Coronary perfusion occurs primarily during which phase of the cardiac cycle?

Diastole (ventricular relaxation). Coronary perfusion occurs primarily during diastole because the coronary arteries are compressed during systolic contraction. This is clinically significant because tachycardia shortens diastole, reducing coronary perfusion time and potentially triggering angina in patients with coronary artery disease.

A patient has the following ABG results: pH 7.30, PaCO2 55 mmHg, HCO3 24 mEq/L. This indicates:

Respiratory acidosis (uncompensated). The pH is low (7.30 = acidosis), PaCO2 is high (55 = respiratory cause), and HCO3 is normal (24 = no metabolic compensation yet). This is uncompensated respiratory acidosis, commonly seen in patients with COPD, hypoventilation, or respiratory failure. If the body were compensating, HCO3 would be elevated.
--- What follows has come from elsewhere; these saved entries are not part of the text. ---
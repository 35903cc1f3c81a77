use anyhow::Context;
use clap::Args;
use std::sync::Arc;
use std::time::Duration;
use tokio::sync::broadcast::error::RecvError;
use tracing::{info, warn};

use crate::cli::OutputFormat;
use crate::config::config;
use crate::database::PgPoolBuilder;
use crate::lease::FileCredentialSource;
use crate::rotation::{RotationPolicy, RotationReport};
use crate::services::PaymentsService;

#[derive(Args, Debug)]
pub struct WatchArgs {
    #[arg(long, help = "Lease file rendered by the secrets agent")]
    pub credentials_file: Option<String>,

    #[arg(long, help = "Lease mode: renew or rotate")]
    pub mode: Option<String>,

    #[arg(long, default_value_t = 10, help = "Seconds between payments checks")]
    pub poll_interval: u64,
}

pub async fn handle(args: WatchArgs, output_format: OutputFormat) -> anyhow::Result<()> {
    let app = config();
    let rotation_config = super::rotation_config(&app.rotation, args.credentials_file, args.mode)?;
    let path = rotation_config.path();
    let lease_file = rotation_config
        .credentials_file
        .clone()
        .context("no lease file configured")?;

    info!("Starting lease watch for {} in {:?} mode", path, app.environment);

    let source = Arc::new(FileCredentialSource::new().with_lease_file(path.clone(), lease_file));
    let builder = Arc::new(PgPoolBuilder::from_config(&app.database));
    let rotation = RotationPolicy::new(rotation_config, source, builder)
        .start()
        .await
        .with_context(|| format!("failed to start rotation for {}", path))?;

    let mut reports = rotation.subscribe_reports();
    let payments = PaymentsService::new(rotation.proxy());
    let mut poll = tokio::time::interval(Duration::from_secs(args.poll_interval.max(1)));

    loop {
        tokio::select! {
            _ = tokio::signal::ctrl_c() => {
                info!("Interrupted; shutting down");
                break;
            }
            report = reports.recv() => match report {
                Ok(report) => print_report(&report, output_format),
                Err(RecvError::Lagged(missed)) => warn!("Missed {} rotation reports", missed),
                Err(RecvError::Closed) => break,
            },
            _ = poll.tick() => match payments.list().await {
                Ok(rows) => info!("Found {} payments", rows.len()),
                Err(e) => warn!("Payments check failed: {}", e),
            },
        }
    }

    rotation.shutdown().await;
    Ok(())
}

fn print_report(report: &RotationReport, output_format: OutputFormat) {
    match output_format {
        OutputFormat::Json => {
            let value = serde_json::json!({
                "path": report.path(),
                "report": format!("{:?}", report),
                "error_code": report.error().map(|e| e.error_code()),
            });
            println!("{}", value);
        }
        OutputFormat::Text => match report.error() {
            Some(error) => println!("[{}] {}", report.path(), error),
            None => println!("[{}] {:?}", report.path(), report),
        },
    }
}
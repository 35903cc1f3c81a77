use std::time::Duration;
use tokio::sync::broadcast;

use crate::error::RotationError;
use crate::proxy::DrainOutcome;

/// What prompted a rotation request
#[derive(Debug, Clone, Copy, PartialEq, Eq)]
pub enum RefreshTrigger {
    /// The refresh interval elapsed
    Scheduled,
    /// A renew-mode lease expired
    LeaseExpired,
    /// The backend refused to renew a renew-mode lease
    RenewalFailed,
}

/// Observable outcome of the rotation machinery
#[derive(Debug, Clone, PartialEq)]
pub enum RotationReport {
    RotationRequested { path: String, trigger: RefreshTrigger },
    RenewalRequested { path: String, lease_id: String },
    Swapped { path: String, lease_id: String, generation: u64 },
    Renewed { path: String, lease_id: String, ttl: Duration },
    HandleClosed { path: String, lease_id: String, outcome: DrainOutcome },
    Failed { path: String, error: RotationError },
    /// No local recovery exists; operators must act
    Alert { path: String, error: RotationError },
}

impl RotationReport {
    pub fn path(&self) -> &str {
        match self {
            RotationReport::RotationRequested { path, .. }
            | RotationReport::RenewalRequested { path, .. }
            | RotationReport::Swapped { path, .. }
            | RotationReport::Renewed { path, .. }
            | RotationReport::HandleClosed { path, .. }
            | RotationReport::Failed { path, .. }
            | RotationReport::Alert { path, .. } => path,
        }
    }

    pub fn error(&self) -> Option<&RotationError> {
        match self {
            RotationReport::Failed { error, .. } | RotationReport::Alert { error, .. } => Some(error),
            _ => None,
        }
    }
}

/// Fan-out of reports to whoever is listening. Sending with no listeners is fine.
#[derive(Debug, Clone)]
pub struct ReportSink {
    tx: broadcast::Sender<RotationReport>,
}

impl ReportSink {
    pub fn new(capacity: usize) -> Self {
        let (tx, _) = broadcast::channel(capacity);
        Self { tx }
    }

    pub fn subscribe(&self) -> broadcast::Receiver<RotationReport> {
        self.tx.subscribe()
    }

    pub fn publish(&self, report: RotationReport) {
        let _ = self.tx.send(report);
    }
}
// Lease model shared by credential sources and the rotation policy

pub mod file;

use async_trait::async_trait;
use chrono::{DateTime, Utc};
use futures::stream::BoxStream;
use secrecy::{ExposeSecret, SecretString};
use serde::{Deserialize, Serialize};
use std::fmt;
use std::time::Duration;
use thiserror::Error;

pub use file::FileCredentialSource;

/// How the backend keeps a watched lease alive
#[derive(Debug, Clone, Copy, PartialEq, Eq, Serialize, Deserialize)]
#[serde(rename_all = "lowercase")]
pub enum LeaseMode {
    /// Extend the same credential set; on expiry fall back to rotation
    Renew,
    /// Replace the credential set entirely each time
    Rotate,
}

impl LeaseMode {
    pub fn parse(value: &str) -> Option<Self> {
        match value.trim().to_ascii_lowercase().as_str() {
            "renew" => Some(LeaseMode::Renew),
            "rotate" => Some(LeaseMode::Rotate),
            _ => None,
        }
    }
}

impl fmt::Display for LeaseMode {
    fn fmt(&self, f: &mut fmt::Formatter<'_>) -> fmt::Result {
        match self {
            LeaseMode::Renew => f.write_str("renew"),
            LeaseMode::Rotate => f.write_str("rotate"),
        }
    }
}

/// A time-boxed credential set. Fields are fixed at construction.
#[derive(Clone)]
pub struct Credentials {
    lease_id: String,
    username: String,
    secret: SecretString,
    issued_at: DateTime<Utc>,
    renewable: bool,
    ttl: Duration,
}

impl Credentials {
    pub fn new(
        lease_id: impl Into<String>,
        username: impl Into<String>,
        secret: impl Into<String>,
        ttl: Duration,
    ) -> Self {
        Self {
            lease_id: lease_id.into(),
            username: username.into(),
            secret: SecretString::from(secret.into()),
            issued_at: Utc::now(),
            renewable: false,
            ttl,
        }
    }

    pub fn renewable(mut self, renewable: bool) -> Self {
        self.renewable = renewable;
        self
    }

    pub fn issued_at(mut self, issued_at: DateTime<Utc>) -> Self {
        self.issued_at = issued_at;
        self
    }

    pub fn lease_id(&self) -> &str {
        &self.lease_id
    }

    pub fn username(&self) -> &str {
        &self.username
    }

    pub fn secret(&self) -> &str {
        self.secret.expose_secret()
    }

    pub fn issued(&self) -> DateTime<Utc> {
        self.issued_at
    }

    pub fn is_renewable(&self) -> bool {
        self.renewable
    }

    pub fn ttl(&self) -> Duration {
        self.ttl
    }

    /// Reject credential sets no resource could be built from
    pub fn validate(&self) -> Result<(), String> {
        if self.lease_id.trim().is_empty() {
            return Err("lease id is empty".to_string());
        }
        if self.username.trim().is_empty() {
            return Err(format!("lease {} has no username", self.lease_id));
        }
        if self.secret.expose_secret().is_empty() {
            return Err(format!("lease {} has no password", self.lease_id));
        }
        Ok(())
    }

    /// True when `other` carries the same lease, however often it was delivered
    pub fn same_lease(&self, other: &Credentials) -> bool {
        self.lease_id == other.lease_id
    }

    /// True when this is a different lease issued no earlier than `other`
    pub fn supersedes(&self, other: &Credentials) -> bool {
        !self.same_lease(other) && self.issued_at >= other.issued_at
    }
}

impl fmt::Debug for Credentials {
    fn fmt(&self, f: &mut fmt::Formatter<'_>) -> fmt::Result {
        f.debug_struct("Credentials")
            .field("lease_id", &self.lease_id)
            .field("username", &self.username)
            .field("secret", &"***")
            .field("issued_at", &self.issued_at)
            .field("renewable", &self.renewable)
            .field("ttl", &self.ttl)
            .finish()
    }
}

/// Lifecycle notification for one watched path
#[derive(Debug, Clone)]
pub struct LeaseEvent {
    pub path: String,
    pub kind: LeaseEventKind,
}

#[derive(Debug, Clone)]
pub enum LeaseEventKind {
    Issued(Credentials),
    Rotated(Credentials),
    Renewed { lease_id: String, ttl: Duration },
    RenewalFailed(String),
    Expired,
}

impl LeaseEvent {
    pub fn issued(path: impl Into<String>, credentials: Credentials) -> Self {
        Self { path: path.into(), kind: LeaseEventKind::Issued(credentials) }
    }

    pub fn rotated(path: impl Into<String>, credentials: Credentials) -> Self {
        Self { path: path.into(), kind: LeaseEventKind::Rotated(credentials) }
    }

    pub fn renewed(path: impl Into<String>, lease_id: impl Into<String>, ttl: Duration) -> Self {
        Self {
            path: path.into(),
            kind: LeaseEventKind::Renewed { lease_id: lease_id.into(), ttl },
        }
    }

    pub fn renewal_failed(path: impl Into<String>, reason: impl Into<String>) -> Self {
        Self { path: path.into(), kind: LeaseEventKind::RenewalFailed(reason.into()) }
    }

    pub fn expired(path: impl Into<String>) -> Self {
        Self { path: path.into(), kind: LeaseEventKind::Expired }
    }

    /// Credentials carried by Issued/Rotated events
    pub fn credentials(&self) -> Option<&Credentials> {
        match &self.kind {
            LeaseEventKind::Issued(c) | LeaseEventKind::Rotated(c) => Some(c),
            _ => None,
        }
    }
}

/// Errors raised by a credential source
#[derive(Debug, Error, Clone, PartialEq)]
pub enum SourceError {
    #[error("Unknown lease path: {0}")]
    UnknownPath(String),

    #[error("Lease unavailable for {path}: {reason}")]
    Unavailable { path: String, reason: String },
}

pub type LeaseStream = BoxStream<'static, LeaseEvent>;

/// Provider of time-boxed credentials for a path.
///
/// Rotation and renewal requests are fire-and-forget: the outcome arrives
/// later as an event on the stream returned by `subscribe`.
#[async_trait]
pub trait CredentialSource: Send + Sync + 'static {
    /// Open a subscription for `path`. Events arrive in issuance order and
    /// may be delivered more than once.
    async fn subscribe(&self, path: &str, mode: LeaseMode) -> Result<LeaseStream, SourceError>;

    async fn request_rotation(&self, path: &str) -> Result<(), SourceError>;

    async fn request_renewal(&self, path: &str) -> Result<(), SourceError>;
}

/// Adapt an mpsc receiver into a lease stream
pub(crate) fn receiver_stream(rx: tokio::sync::mpsc::UnboundedReceiver<LeaseEvent>) -> LeaseStream {
    use futures::StreamExt;

    futures::stream::unfold(rx, |mut rx| async move {
        rx.recv().await.map(|event| (event, rx))
    })
    .boxed()
}

#[cfg(test)]
mod tests {
    use super::*;

    #[test]
    fn debug_output_hides_secret() {
        let creds = Credentials::new("lease-1", "v-app-role-x1", "hunter2", Duration::from_secs(60));
        let printed = format!("{:?}", creds);
        assert!(printed.contains("v-app-role-x1"));
        assert!(!printed.contains("hunter2"));
    }

    #[test]
    fn validate_rejects_missing_fields() {
        let ok = Credentials::new("lease-1", "user", "pass", Duration::from_secs(60));
        assert!(ok.validate().is_ok());

        let no_user = Credentials::new("lease-1", " ", "pass", Duration::from_secs(60));
        assert!(no_user.validate().is_err());

        let no_secret = Credentials::new("lease-1", "user", "", Duration::from_secs(60));
        assert!(no_secret.validate().is_err());

        let no_lease = Credentials::new("", "user", "pass", Duration::from_secs(60));
        assert!(no_lease.validate().is_err());
    }

    #[test]
    fn lease_ordering_uses_id_then_issue_time() {
        let issued = Utc::now();
        let earlier = issued - chrono::Duration::seconds(30);
        let a = Credentials::new("lease-1", "u", "p", Duration::from_secs(60)).issued_at(issued);
        let replay = Credentials::new("lease-1", "u", "p", Duration::from_secs(60)).issued_at(earlier);
        let newer = Credentials::new("lease-2", "u", "p", Duration::from_secs(60)).issued_at(issued);
        let older = Credentials::new("lease-0", "u", "p", Duration::from_secs(60)).issued_at(earlier);

        assert!(a.same_lease(&replay));
        assert!(!a.supersedes(&replay));
        assert!(newer.supersedes(&a));
        assert!(!older.supersedes(&a));
    }

    #[test]
    fn parses_lease_mode() {
        assert_eq!(LeaseMode::parse("RENEW"), Some(LeaseMode::Renew));
        assert_eq!(LeaseMode::parse("rotate"), Some(LeaseMode::Rotate));
        assert_eq!(LeaseMode::parse("other"), None);
    }
}
//! Texture payload helpers.
//!
//! Provides [`BlobStore`] / [`Blob`] for owning extracted image bytes behind a
//! resolvable URL, plus dimension probing and downscaling on top of the
//! `image` crate.

mod blob;
mod image_ops;

pub use blob::{Blob, BlobStore};
pub use image_ops::{EncodedImage, downscale, fit_within, probe_dimensions, sniff_mime_type};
A patient with a stroke volume of 65 mL and heart rate of 80 bpm has a cardiac output of:

5,200 mL/min. Cardiac output = Stroke Volume x Heart Rate. CO = 65 mL x 80 bpm = 5,200 mL/min (5.2 L/min). This is within the normal resting range of approximately 4-6 L/min.

During quiet breathing, expiration is:

A passive process due to elastic recoil. During quiet breathing, expiration is a passive process that relies on the elastic recoil of the lungs and chest wall. The diaphragm relaxes and returns to its resting dome shape, and the lung tissue recoils, pushing air out. Active expiration (using internal intercostals and abdominals) only occurs during forced breathing, exercise, or coughing.

The LAD (left anterior descending) coronary artery primarily supplies blood to which area of the heart?

Anterior wall of left ventricle and interventricular septum. The LAD supplies the anterior wall of the left ventricle and the anterior two-thirds of the interventricular septum. It is sometimes called the "widowmaker" because occlusion can cause a massive anterior wall MI. The RCA supplies the right ventricle and inferior wall, and the circumflex supplies the lateral and posterior walls.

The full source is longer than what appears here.